Zu verdanken ist dies ist der in Berlin ansässigen Stiftung Pro Gemeinsinn, die sich bereits zuvor seit mehreren Jahren als Trägerin von Kindertagesstätten in der Kamenzer Umgebung engagiert hatte. Bei der Suche nach einem Standort für die Verwaltung der Stiftung Pro Gemeinsinn Sachsen gGmbH fiel der Blick auf die Zwingerstraße 20. „Das Haus gefiel mir ebenso gut wie die Lage, in unmittelbarer Nähe zu Theater, Museum und Marktplatz“, erklärte Gründerin und Geschäftsführerin Anne-Kathrein Zöllner 2022 im Gespräch mit dem „Oberlausitzer Kurier.“
Doch nicht nur der jahrelange Leerstand, sondern auch missglückte Sanierungsversuche von Vorbesitzern erschwerten das Vorhaben. Die Stiftung machte sich dennoch ans Werk, legte zunächst die Wände trocken, erneuerte das Dach, modernisierte die Technik. Da die Standsicherheit nicht mehr gewährleistet war, mussten die charakteristischen Gewölbe aufwändig gesichert werden. „Vom Keller bis zum Dachboden haben wir das ganze Gebäude komplett erneuert“, so die Geschäftsführerin damals. Dennoch blieb die jahrhundertealte Geschichte lebendig: Zwar finden sich heute mit Ausnahme des „kleinen Gewölbes“ keine Hinweise mehr auf die Entstehungszeit und die Nutzung als Posthalterei. Details der zurückliegenden Nutzung, wie ein Kachelofen und eine unverputzte Lehmwand, blieben aber ganz bewusst erhalten.

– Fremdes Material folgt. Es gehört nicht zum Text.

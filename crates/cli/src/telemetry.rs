//! Tracing subscriber and optional OpenTelemetry export.
//!
//! Every crate in the workspace emits `tracing` events; this module decides
//! where they go. Verbosity is controlled by `RUST_LOG` (default `info`).

use anyhow::Context;
use opentelemetry::trace::TracerProvider as _;
use opentelemetry::KeyValue;
use opentelemetry_otlp::WithExportConfig;
use opentelemetry_sdk::trace::TracerProvider;
use opentelemetry_sdk::Resource;
use tracing::warn;
use tracing_subscriber::layer::SubscriberExt;
use tracing_subscriber::util::SubscriberInitExt;
use tracing_subscriber::{EnvFilter, Layer, Registry};

const SERVICE_NAME: &str = "deployhook";

/// Console log encoding.
#[derive(Debug, Clone, Copy, PartialEq, Eq, Default, clap::ValueEnum)]
pub enum LogFormat {
    /// Human-readable lines.
    #[default]
    Plain,
    /// One JSON object per event.
    Json,
}

/// Keeps the span exporter alive until [`Telemetry::shutdown`].
pub struct Telemetry {
    provider: Option<TracerProvider>,
}

impl Telemetry {
    /// Flushes buffered spans. Call once, after the last span has closed.
    pub fn shutdown(self) {
        if let Some(provider) = self.provider {
            if let Err(e) = provider.shutdown() {
                warn!(error = %e, "Failed to flush OpenTelemetry spans");
            }
        }
    }
}

/// Installs the global subscriber. Must run inside the Tokio runtime when an
/// OTLP endpoint is given.
pub fn init(format: LogFormat, otlp_endpoint: Option<&str>) -> anyhow::Result<Telemetry> {
    let filter = EnvFilter::try_from_default_env().unwrap_or_else(|_| EnvFilter::new("info"));

    let console: Box<dyn Layer<Registry> + Send + Sync> = match format {
        LogFormat::Plain => tracing_subscriber::fmt::layer().boxed(),
        LogFormat::Json => tracing_subscriber::fmt::layer().json().boxed(),
    };

    let provider = otlp_endpoint.map(span_provider).transpose()?;
    let otel = provider
        .as_ref()
        .map(|p| tracing_opentelemetry::layer().with_tracer(p.tracer(SERVICE_NAME)));

    tracing_subscriber::registry()
        .with(console)
        .with(otel)
        .with(filter)
        .try_init()
        .context("failed to install tracing subscriber")?;

    Ok(Telemetry { provider })
}

fn span_provider(endpoint: &str) -> anyhow::Result<TracerProvider> {
    let exporter = opentelemetry_otlp::SpanExporter::builder()
        .with_tonic()
        .with_endpoint(endpoint)
        .build()
        .with_context(|| format!("failed to build OTLP exporter for {endpoint}"))?;

    Ok(TracerProvider::builder()
        .with_batch_exporter(exporter, opentelemetry_sdk::runtime::Tokio)
        .with_resource(Resource::new([KeyValue::new("service.name", SERVICE_NAME)]))
        .build())
}
//! Server-rendered status page.
//!
//! One row per registered repository, in identifier order. Repositories that
//! have never been deployed show `never`.

use deploy::{DeploymentStatus, Registry, StatusSnapshot, Timestamp};

pub(crate) fn render_status_page(registry: &Registry, status: &StatusSnapshot) -> String {
    let mut rows = String::new();
    for id in registry.ids() {
        let current = status.get(id).cloned().unwrap_or_default();
        rows.push_str(&format!(
            "<tr class=\"{class}\"><td>{id}</td><td>{attempt}</td><td>{success}</td>\
             <td>{exit_code}</td><td>{duration}</td><td>{error}</td></tr>\n",
            class = row_class(&current),
            id = escape(id.as_str()),
            attempt = timestamp_cell(current.last_attempt),
            success = timestamp_cell(current.last_success),
            exit_code = current
                .last_exit_code
                .map(|c| c.to_string())
                .unwrap_or_else(|| "–".to_string()),
            duration = current
                .last_duration
                .map(|d| format!("{:.1}s", d.as_secs_f64()))
                .unwrap_or_else(|| "–".to_string()),
            error = escape(current.last_error.as_deref().unwrap_or("")),
        ));
    }

    format!(
        "<!DOCTYPE html>\n\
         <html><head><meta charset=\"utf-8\"><title>Deployments</title>\n\
         <style>\
         body{{font-family:sans-serif;margin:2em}}\
         table{{border-collapse:collapse}}\
         td,th{{padding:.3em .8em;border-bottom:1px solid #ddd;text-align:left}}\
         tr.failed td{{color:#b00}}\
         </style></head>\n\
         <body><h1>Deployments</h1>\n\
         <table><thead><tr><th>Repository</th><th>Last attempt</th><th>Last success</th>\
         <th>Exit code</th><th>Duration</th><th>Error</th></tr></thead>\n\
         <tbody>\n{rows}</tbody></table>\n\
         <p><a href=\"/status.json\">status.json</a></p>\n\
         </body></html>\n"
    )
}

fn row_class(status: &DeploymentStatus) -> &'static str {
    if status.last_error.is_some() {
        "failed"
    } else {
        "ok"
    }
}

fn timestamp_cell(ts: Option<Timestamp>) -> String {
    ts.map(|t| t.to_string()).unwrap_or_else(|| "never".to_string())
}

fn escape(raw: &str) -> String {
    let mut out = String::with_capacity(raw.len());
    for c in raw.chars() {
        match c {
            '&' => out.push_str("&amp;"),
            '<' => out.push_str("&lt;"),
            '>' => out.push_str("&gt;"),
            '"' => out.push_str("&quot;"),
            '\'' => out.push_str("&#39;"),
            _ => out.push(c),
        }
    }
    out
}

#[cfg(test)]
#[path = "page_tests.rs"]
mod tests;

Die Stiftung benötigt für ihre eigenen Zwecke nur das Obergeschoss; das Erdgeschoss, zu dem auch der bereits erwähnte, als „Kleines Gewölbe“ bezeichnete Workshop-Raum gehört, steht für eine öffentliche Nutzung zur Verfügung und hat sich weit über Kamenz hinaus als „DADA-Zentrum“ einen Namen gemacht, dessen Trägerin die Stadt Kamenz ist.
Dasselbe gilt für die in einem Nebenraum eingerichtete Druckerwerkstatt mit dem bei der hiesigen Firma Heidsieck hergestellten „Kamenzer Tiegel.“ Derzeit und noch bis zum 29. September ist hier die Ausstellung „Traumstationen“ des Berliner Künstlers Christopher Todd mit Pinsel-, Spachtel- und Fingerarbeiten auf Papier, Holz, Leinwand und Karton zu sehen.